- _Exercise brief_:
Scan the entries that follow for the word "Replaces", then report every line in which it appears.

(Collected data entries)
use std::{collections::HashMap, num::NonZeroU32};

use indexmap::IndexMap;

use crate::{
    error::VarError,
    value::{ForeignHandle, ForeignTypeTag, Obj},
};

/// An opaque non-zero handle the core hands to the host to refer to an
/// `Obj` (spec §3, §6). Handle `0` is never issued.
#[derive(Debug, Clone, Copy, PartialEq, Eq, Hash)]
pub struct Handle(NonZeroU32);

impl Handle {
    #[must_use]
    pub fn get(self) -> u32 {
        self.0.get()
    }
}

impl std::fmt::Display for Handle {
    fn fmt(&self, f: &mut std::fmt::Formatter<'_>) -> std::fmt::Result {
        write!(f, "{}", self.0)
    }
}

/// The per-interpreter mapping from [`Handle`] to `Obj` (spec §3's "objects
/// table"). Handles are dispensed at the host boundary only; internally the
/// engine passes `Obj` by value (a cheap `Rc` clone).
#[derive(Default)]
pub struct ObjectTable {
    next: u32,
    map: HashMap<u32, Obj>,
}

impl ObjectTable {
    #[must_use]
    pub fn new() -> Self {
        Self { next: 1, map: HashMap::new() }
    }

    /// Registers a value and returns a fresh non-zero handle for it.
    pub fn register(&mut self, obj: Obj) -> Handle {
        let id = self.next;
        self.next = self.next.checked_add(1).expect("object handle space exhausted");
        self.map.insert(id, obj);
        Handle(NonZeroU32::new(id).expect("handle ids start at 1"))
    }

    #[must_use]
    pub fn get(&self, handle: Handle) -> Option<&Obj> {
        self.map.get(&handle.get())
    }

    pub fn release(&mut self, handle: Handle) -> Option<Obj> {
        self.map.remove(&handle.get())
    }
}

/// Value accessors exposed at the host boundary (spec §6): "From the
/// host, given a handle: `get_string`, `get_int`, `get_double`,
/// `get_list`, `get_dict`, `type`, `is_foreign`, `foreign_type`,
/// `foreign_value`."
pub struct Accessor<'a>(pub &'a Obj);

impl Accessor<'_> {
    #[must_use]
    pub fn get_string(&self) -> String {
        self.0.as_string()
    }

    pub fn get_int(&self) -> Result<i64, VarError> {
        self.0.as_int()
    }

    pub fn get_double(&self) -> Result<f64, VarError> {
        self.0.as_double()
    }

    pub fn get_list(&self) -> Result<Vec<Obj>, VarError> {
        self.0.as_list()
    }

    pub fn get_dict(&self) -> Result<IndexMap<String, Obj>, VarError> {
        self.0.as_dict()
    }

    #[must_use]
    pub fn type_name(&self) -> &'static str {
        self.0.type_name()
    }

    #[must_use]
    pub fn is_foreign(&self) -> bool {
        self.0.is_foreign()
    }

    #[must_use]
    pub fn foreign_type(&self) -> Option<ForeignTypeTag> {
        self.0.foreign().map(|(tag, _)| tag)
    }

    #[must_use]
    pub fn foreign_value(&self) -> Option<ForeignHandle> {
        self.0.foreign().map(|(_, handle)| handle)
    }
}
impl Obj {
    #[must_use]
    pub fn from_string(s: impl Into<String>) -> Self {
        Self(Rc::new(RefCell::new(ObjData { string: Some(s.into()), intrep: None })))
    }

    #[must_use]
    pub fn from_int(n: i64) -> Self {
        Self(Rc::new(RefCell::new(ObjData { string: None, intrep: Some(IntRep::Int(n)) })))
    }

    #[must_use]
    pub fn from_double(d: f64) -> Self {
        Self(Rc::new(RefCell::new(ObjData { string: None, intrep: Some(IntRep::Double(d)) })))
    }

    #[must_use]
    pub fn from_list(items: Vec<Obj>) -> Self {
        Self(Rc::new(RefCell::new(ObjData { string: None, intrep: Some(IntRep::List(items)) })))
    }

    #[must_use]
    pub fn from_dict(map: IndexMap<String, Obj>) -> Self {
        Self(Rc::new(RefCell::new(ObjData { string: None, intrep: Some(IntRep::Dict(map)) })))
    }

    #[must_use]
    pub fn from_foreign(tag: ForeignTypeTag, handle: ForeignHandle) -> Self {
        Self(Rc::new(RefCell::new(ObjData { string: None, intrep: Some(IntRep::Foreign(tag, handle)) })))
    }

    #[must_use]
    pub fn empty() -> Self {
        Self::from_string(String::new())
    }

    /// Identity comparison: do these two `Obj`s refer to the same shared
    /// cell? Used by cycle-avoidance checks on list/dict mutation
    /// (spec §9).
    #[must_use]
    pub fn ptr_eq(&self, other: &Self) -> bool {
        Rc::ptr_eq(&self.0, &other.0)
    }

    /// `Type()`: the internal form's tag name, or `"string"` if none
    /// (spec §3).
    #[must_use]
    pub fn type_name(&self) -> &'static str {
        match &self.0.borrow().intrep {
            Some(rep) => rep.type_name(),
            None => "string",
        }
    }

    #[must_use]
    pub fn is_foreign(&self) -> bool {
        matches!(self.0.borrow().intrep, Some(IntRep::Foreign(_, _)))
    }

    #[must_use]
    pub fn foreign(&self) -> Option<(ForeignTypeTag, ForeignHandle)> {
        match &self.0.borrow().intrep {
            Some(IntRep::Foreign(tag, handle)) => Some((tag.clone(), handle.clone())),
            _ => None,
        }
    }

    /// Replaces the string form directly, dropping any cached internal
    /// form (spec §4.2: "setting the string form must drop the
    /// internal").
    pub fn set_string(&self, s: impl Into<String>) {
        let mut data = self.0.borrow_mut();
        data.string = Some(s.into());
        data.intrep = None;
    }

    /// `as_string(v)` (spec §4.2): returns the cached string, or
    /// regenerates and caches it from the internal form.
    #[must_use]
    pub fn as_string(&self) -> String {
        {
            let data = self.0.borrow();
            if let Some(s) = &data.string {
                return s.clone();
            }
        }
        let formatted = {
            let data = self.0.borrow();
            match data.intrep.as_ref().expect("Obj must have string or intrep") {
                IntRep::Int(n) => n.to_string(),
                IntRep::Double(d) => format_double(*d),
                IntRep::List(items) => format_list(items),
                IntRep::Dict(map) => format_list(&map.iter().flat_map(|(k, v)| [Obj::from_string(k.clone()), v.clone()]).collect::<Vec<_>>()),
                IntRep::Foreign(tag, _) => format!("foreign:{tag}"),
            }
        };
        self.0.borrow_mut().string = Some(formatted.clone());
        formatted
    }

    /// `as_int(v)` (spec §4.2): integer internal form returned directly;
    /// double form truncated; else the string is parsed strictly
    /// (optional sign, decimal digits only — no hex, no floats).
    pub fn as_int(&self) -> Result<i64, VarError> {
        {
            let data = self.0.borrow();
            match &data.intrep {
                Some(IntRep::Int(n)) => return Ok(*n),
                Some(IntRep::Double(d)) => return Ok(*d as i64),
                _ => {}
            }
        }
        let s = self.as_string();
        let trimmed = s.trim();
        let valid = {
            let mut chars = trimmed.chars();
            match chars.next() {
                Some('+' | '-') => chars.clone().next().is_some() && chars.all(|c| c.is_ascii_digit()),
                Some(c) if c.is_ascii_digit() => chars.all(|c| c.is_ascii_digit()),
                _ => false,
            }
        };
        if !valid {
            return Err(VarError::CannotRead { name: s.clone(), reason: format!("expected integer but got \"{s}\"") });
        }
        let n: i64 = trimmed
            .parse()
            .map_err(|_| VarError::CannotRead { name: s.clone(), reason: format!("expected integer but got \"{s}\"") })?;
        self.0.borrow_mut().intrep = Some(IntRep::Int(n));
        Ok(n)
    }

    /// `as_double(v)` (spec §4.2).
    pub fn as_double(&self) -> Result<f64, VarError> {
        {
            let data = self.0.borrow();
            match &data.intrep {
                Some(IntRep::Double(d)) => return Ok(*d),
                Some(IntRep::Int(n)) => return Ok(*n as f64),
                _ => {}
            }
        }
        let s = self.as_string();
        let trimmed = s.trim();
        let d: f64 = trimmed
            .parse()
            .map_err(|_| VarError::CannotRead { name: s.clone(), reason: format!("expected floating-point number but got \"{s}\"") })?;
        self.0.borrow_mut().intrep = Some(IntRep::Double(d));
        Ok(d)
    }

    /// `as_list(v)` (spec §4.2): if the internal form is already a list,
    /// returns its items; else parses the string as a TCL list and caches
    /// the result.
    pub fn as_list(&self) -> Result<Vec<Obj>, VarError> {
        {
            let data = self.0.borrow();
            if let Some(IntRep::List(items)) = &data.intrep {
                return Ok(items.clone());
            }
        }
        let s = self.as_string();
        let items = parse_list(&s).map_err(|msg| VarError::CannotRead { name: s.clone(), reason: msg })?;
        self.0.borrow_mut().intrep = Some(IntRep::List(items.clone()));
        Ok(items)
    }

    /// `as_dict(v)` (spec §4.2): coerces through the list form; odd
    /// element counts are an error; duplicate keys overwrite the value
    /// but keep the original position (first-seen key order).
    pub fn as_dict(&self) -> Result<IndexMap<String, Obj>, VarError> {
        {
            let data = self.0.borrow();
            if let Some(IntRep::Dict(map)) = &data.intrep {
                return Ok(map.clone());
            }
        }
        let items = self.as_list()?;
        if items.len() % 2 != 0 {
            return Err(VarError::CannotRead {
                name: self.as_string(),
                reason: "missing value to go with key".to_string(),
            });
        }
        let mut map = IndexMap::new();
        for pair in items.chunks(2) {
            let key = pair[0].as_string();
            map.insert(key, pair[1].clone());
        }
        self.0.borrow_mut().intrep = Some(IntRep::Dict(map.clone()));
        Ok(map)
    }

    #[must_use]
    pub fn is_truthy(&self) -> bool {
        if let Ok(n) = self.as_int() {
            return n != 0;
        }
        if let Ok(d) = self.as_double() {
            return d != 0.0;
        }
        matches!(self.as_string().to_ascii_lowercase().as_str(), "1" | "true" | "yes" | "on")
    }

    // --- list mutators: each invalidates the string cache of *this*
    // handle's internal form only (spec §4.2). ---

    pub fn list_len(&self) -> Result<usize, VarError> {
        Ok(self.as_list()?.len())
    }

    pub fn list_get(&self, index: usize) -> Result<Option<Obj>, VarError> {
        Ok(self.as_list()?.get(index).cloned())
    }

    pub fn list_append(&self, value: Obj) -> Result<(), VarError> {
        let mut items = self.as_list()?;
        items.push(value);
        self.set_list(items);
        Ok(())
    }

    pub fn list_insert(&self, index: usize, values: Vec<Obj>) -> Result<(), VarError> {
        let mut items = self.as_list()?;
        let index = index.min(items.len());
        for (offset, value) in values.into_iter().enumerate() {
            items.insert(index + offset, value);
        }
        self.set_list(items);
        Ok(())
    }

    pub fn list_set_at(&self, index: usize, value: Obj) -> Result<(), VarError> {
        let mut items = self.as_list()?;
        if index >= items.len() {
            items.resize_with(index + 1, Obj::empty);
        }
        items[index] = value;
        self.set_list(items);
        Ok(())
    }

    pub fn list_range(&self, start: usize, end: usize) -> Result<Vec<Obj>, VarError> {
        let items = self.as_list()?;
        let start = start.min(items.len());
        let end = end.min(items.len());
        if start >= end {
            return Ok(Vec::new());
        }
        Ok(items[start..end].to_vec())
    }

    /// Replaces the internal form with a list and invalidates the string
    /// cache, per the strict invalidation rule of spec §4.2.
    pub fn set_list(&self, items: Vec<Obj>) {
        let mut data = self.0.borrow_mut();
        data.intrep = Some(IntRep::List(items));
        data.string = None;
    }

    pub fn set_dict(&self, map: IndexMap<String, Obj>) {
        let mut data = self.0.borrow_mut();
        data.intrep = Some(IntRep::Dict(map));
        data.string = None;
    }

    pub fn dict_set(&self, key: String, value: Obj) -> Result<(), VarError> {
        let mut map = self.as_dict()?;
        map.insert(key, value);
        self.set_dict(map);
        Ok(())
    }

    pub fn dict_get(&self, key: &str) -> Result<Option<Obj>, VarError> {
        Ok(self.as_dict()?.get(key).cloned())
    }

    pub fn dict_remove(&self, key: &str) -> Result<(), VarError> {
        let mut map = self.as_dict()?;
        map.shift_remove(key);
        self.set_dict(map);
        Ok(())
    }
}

* * *

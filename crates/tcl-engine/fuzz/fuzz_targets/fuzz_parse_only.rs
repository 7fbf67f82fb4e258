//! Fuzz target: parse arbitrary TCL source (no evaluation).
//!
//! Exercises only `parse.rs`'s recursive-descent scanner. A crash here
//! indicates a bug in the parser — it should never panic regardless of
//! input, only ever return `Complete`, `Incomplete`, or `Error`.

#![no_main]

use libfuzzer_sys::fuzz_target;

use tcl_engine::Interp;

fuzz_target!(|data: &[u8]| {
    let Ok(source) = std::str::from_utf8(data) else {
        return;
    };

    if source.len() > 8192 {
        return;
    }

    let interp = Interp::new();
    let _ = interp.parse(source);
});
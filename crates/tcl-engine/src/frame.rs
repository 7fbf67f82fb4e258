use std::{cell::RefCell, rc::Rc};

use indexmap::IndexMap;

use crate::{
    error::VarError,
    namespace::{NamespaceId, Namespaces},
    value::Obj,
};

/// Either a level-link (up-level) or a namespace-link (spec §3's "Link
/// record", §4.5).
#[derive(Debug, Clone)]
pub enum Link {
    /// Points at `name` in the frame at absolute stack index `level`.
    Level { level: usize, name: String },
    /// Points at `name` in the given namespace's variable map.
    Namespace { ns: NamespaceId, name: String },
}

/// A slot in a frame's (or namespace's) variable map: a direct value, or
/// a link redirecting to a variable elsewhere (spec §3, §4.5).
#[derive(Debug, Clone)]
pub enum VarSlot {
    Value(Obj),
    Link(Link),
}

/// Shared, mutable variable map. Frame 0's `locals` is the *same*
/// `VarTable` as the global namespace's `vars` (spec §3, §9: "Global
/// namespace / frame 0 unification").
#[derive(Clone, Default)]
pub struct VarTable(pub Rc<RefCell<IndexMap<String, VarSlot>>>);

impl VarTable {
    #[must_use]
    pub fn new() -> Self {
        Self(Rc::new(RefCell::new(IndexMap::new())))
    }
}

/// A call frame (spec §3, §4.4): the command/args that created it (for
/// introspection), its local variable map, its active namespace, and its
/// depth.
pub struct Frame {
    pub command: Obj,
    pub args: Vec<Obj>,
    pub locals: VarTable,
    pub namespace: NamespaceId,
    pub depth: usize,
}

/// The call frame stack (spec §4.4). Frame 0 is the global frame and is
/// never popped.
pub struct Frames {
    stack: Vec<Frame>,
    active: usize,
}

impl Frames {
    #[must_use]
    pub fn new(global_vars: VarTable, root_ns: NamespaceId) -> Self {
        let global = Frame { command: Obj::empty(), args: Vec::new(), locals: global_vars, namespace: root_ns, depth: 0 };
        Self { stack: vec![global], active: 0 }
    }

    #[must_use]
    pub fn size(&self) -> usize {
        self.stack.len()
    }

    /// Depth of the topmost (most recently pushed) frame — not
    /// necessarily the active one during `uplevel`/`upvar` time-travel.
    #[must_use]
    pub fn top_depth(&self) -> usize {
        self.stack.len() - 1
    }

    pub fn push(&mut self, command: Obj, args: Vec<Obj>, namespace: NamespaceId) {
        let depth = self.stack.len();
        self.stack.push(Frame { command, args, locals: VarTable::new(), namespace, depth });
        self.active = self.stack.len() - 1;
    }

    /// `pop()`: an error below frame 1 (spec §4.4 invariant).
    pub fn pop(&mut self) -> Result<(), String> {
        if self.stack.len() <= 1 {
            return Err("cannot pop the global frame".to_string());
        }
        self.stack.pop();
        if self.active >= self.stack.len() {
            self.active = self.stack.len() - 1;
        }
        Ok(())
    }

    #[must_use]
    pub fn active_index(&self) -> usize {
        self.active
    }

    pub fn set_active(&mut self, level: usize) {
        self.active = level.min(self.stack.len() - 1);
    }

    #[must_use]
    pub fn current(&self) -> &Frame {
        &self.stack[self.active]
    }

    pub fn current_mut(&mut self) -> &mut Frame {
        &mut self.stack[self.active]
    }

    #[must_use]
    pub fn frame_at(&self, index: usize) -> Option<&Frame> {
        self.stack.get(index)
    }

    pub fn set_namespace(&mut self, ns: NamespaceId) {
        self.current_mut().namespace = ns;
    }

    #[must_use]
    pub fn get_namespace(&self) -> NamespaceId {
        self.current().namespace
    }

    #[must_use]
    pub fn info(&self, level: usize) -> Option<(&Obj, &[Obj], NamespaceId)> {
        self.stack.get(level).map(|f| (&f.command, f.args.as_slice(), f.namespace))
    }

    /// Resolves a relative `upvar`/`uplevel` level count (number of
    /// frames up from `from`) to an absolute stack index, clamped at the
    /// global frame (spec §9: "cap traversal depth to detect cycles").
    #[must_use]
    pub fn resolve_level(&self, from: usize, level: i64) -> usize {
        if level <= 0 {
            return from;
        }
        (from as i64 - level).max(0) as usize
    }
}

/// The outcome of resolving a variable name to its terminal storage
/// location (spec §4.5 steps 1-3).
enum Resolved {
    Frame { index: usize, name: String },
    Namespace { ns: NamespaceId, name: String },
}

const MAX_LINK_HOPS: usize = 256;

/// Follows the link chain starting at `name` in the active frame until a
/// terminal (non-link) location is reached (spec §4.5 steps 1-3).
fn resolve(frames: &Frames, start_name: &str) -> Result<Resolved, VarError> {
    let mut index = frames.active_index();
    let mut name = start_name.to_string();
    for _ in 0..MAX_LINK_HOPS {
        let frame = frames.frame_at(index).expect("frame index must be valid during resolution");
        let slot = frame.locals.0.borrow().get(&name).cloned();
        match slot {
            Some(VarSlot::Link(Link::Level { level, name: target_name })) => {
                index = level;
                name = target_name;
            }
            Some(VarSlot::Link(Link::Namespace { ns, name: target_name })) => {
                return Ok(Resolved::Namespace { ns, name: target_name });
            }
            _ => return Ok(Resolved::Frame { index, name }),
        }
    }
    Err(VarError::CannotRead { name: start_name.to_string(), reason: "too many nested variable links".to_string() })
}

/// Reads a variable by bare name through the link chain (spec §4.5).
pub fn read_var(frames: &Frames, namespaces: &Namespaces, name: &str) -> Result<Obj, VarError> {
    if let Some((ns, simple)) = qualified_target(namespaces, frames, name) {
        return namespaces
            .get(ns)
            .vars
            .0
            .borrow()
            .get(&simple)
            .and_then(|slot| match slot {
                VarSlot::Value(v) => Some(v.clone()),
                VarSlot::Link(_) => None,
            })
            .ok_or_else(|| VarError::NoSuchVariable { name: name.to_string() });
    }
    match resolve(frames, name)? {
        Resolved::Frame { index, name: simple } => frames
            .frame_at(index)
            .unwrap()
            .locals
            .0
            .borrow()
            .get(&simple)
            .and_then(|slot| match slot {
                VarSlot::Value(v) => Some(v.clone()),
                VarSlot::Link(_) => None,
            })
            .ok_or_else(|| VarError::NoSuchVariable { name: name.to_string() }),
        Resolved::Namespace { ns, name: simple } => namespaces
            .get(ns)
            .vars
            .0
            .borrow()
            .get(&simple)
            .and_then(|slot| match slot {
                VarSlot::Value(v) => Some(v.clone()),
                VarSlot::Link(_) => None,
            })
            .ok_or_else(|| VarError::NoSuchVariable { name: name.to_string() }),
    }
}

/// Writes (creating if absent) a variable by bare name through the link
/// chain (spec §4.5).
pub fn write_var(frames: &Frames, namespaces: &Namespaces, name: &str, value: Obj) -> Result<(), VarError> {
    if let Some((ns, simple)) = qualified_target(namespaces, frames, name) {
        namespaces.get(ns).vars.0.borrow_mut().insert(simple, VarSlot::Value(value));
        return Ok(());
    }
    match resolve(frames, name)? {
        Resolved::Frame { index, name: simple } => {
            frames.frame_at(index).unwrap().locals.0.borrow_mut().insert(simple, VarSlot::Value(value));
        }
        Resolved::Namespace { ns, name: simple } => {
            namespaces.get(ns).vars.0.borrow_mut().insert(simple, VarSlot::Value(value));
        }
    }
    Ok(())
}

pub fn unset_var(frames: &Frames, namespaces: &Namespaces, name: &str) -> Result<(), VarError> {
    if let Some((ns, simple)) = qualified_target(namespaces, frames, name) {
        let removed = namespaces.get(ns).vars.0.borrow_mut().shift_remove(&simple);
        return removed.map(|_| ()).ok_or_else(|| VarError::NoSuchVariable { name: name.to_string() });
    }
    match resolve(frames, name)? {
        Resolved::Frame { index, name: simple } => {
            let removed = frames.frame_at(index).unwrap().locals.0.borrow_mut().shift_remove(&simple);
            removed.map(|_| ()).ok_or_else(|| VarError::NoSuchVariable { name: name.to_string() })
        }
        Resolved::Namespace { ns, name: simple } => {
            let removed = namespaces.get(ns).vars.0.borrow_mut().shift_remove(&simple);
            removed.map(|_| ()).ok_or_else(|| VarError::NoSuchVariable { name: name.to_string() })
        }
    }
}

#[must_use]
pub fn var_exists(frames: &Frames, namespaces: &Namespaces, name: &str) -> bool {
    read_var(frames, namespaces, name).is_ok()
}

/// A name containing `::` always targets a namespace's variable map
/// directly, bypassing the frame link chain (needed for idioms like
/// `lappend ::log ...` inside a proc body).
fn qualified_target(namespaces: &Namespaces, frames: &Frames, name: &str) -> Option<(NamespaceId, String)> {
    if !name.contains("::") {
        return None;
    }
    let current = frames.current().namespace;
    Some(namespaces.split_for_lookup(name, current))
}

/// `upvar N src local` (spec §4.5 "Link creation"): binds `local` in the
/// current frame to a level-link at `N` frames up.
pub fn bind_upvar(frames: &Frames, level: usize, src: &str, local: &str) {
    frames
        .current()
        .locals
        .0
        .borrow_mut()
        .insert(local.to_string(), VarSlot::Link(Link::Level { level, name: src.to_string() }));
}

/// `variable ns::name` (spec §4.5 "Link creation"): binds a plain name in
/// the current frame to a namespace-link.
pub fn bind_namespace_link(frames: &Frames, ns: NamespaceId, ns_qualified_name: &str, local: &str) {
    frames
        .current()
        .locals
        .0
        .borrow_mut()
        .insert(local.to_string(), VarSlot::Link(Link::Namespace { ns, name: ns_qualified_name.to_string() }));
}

- _Reply_:
    /// Replaces the string form directly, dropping any cached internal
    /// Replaces the internal form with a list and invalidates the string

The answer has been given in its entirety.